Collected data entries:
━━━
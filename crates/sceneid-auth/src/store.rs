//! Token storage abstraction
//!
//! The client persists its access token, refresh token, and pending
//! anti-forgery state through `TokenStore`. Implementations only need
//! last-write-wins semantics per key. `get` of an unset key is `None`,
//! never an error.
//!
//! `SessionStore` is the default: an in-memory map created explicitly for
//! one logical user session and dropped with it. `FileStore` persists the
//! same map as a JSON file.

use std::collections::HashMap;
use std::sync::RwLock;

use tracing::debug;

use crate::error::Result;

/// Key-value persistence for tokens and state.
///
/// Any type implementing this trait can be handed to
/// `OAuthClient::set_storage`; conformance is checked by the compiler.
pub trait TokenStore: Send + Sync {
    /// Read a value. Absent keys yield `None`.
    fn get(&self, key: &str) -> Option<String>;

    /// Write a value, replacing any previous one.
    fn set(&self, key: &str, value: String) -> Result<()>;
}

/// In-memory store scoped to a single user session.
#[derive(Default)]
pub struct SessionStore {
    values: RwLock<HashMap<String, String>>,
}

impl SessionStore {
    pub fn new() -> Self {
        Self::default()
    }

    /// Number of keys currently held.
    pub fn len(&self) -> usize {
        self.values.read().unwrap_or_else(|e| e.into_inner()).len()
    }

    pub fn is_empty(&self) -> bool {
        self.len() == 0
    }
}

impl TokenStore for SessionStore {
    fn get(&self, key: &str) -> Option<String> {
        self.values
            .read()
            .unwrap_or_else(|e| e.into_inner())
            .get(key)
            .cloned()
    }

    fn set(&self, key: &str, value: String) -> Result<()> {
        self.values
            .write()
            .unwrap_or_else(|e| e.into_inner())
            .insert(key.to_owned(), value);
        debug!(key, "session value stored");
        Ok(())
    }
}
━━━
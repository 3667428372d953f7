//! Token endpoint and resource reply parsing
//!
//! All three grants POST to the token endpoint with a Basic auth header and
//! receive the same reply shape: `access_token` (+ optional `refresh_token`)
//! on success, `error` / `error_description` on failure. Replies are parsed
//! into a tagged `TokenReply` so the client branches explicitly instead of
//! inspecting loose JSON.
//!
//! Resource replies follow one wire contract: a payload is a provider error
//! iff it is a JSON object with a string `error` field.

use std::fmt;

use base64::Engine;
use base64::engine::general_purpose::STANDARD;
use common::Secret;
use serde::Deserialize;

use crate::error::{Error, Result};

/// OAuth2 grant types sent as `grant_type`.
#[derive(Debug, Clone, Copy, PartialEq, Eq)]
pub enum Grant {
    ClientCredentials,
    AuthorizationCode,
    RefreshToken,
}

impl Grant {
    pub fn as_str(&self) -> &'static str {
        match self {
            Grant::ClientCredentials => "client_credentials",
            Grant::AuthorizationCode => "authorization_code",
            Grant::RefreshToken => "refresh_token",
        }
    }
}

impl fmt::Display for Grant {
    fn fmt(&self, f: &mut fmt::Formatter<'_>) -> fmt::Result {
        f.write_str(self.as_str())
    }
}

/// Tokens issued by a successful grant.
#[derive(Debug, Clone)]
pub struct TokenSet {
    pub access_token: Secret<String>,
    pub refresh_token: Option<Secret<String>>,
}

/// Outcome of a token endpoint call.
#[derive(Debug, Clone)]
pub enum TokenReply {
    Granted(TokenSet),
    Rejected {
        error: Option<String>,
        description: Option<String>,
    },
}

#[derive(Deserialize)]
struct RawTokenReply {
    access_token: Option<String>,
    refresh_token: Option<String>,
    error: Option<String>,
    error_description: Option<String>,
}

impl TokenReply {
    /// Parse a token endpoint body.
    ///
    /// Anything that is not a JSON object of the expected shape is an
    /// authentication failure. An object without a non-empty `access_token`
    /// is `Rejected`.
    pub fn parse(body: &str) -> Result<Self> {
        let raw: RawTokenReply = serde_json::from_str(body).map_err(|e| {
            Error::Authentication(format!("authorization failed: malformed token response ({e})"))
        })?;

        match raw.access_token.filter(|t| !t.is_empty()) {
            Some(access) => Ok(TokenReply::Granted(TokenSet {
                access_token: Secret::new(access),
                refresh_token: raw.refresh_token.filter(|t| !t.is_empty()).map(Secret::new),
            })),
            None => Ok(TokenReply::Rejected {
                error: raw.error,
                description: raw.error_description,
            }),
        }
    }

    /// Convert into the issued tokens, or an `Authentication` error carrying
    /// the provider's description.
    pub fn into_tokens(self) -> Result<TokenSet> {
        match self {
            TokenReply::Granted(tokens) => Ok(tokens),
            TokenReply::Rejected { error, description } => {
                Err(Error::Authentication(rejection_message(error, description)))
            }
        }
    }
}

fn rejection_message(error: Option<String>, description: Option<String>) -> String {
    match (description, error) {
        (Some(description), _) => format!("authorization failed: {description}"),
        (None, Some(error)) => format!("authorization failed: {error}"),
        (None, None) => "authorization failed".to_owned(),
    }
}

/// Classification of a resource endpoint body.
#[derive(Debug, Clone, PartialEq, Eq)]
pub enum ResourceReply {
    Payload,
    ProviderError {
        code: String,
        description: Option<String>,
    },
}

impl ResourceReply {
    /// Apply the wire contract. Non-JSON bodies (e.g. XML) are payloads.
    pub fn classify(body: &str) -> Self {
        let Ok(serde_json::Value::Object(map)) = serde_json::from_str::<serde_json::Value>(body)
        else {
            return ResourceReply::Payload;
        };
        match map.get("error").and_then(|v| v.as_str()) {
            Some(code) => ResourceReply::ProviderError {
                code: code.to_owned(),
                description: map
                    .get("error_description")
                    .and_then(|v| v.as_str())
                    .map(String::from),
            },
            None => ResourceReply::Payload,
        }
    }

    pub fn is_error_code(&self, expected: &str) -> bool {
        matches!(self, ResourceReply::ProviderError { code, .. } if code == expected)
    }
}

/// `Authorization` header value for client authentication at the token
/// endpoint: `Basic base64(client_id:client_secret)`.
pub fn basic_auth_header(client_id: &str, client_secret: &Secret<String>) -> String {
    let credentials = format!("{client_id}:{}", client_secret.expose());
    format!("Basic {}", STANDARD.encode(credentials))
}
━━━
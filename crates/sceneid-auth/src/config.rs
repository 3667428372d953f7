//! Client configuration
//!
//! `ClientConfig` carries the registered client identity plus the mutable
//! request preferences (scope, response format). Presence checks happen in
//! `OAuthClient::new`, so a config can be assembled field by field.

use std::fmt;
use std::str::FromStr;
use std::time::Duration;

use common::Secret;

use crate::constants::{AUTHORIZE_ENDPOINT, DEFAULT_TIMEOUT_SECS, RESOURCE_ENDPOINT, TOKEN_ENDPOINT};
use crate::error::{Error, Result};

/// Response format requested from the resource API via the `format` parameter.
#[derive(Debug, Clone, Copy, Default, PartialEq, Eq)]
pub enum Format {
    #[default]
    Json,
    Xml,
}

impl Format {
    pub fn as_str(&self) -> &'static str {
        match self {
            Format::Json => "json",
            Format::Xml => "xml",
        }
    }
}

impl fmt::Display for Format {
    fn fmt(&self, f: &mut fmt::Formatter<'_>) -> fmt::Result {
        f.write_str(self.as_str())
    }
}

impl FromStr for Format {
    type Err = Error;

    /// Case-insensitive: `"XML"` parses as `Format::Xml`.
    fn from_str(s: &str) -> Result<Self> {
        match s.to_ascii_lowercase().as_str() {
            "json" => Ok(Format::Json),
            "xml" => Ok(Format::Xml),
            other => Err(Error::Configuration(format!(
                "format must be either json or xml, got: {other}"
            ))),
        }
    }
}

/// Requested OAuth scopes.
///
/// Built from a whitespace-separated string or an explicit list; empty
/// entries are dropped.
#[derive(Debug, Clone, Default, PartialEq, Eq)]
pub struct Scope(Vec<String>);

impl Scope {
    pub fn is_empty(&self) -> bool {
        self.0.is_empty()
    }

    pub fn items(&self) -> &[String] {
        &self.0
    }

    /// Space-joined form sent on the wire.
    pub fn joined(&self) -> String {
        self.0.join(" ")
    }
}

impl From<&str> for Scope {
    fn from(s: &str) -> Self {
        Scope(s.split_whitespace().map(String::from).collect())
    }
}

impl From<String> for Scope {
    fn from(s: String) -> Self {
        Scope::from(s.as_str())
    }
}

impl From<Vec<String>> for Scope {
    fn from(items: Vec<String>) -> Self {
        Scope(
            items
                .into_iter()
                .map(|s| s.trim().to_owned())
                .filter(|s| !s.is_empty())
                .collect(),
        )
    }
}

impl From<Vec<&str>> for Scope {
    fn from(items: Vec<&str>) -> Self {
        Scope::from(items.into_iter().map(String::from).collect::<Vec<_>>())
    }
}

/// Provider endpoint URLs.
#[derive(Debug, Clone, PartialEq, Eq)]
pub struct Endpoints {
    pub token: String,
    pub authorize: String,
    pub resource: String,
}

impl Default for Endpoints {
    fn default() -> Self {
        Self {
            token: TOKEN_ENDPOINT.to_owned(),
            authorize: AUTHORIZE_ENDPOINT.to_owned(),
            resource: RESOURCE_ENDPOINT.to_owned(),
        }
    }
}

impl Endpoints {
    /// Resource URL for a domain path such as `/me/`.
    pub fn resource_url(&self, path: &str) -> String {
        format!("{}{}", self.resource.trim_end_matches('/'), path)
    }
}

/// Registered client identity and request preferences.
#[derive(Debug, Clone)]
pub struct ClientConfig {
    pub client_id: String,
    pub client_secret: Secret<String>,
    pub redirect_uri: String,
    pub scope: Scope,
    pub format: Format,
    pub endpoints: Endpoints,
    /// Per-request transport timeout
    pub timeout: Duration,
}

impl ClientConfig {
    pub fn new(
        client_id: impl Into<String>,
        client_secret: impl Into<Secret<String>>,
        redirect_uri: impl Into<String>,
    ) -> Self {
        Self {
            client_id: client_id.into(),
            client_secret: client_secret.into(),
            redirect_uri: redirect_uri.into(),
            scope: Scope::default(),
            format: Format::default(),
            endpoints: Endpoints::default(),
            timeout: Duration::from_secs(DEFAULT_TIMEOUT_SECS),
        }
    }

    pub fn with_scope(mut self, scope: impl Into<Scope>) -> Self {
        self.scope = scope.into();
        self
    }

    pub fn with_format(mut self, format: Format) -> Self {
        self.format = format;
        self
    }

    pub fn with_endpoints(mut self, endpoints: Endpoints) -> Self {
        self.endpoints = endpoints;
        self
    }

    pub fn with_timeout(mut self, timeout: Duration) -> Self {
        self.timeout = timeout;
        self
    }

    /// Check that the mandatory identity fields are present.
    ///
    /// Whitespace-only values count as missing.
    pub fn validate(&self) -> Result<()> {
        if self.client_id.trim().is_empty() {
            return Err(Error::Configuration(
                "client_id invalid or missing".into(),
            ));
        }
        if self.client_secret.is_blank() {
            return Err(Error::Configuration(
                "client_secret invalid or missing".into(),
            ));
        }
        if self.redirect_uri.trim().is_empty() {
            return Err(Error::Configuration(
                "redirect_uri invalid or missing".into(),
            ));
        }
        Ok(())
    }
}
━━━
__EXERCISE PROMPT__
From the entries above, print the lines beginning at the one with "filename crates/sceneid-auth/src/store.rs" and stopping after the one with "be handed to", exactly as written and with nothing else.

__ANSWER TO THE PROBLEM__
filename crates/sceneid-auth/src/store.rs
//! Token storage abstraction
//!
//! The client persists its access token, refresh token, and pending
//! anti-forgery state through `TokenStore`. Implementations only need
//! last-write-wins semantics per key. `get` of an unset key is `None`,
//! never an error.
//!
//! `SessionStore` is the default: an in-memory map created explicitly for
//! one logical user session and dropped with it. `FileStore` persists the
//! same map as a JSON file.

use std::collections::HashMap;
use std::sync::RwLock;

use tracing::debug;

use crate::error::Result;

/// Key-value persistence for tokens and state.
///
/// Any type implementing this trait can be handed to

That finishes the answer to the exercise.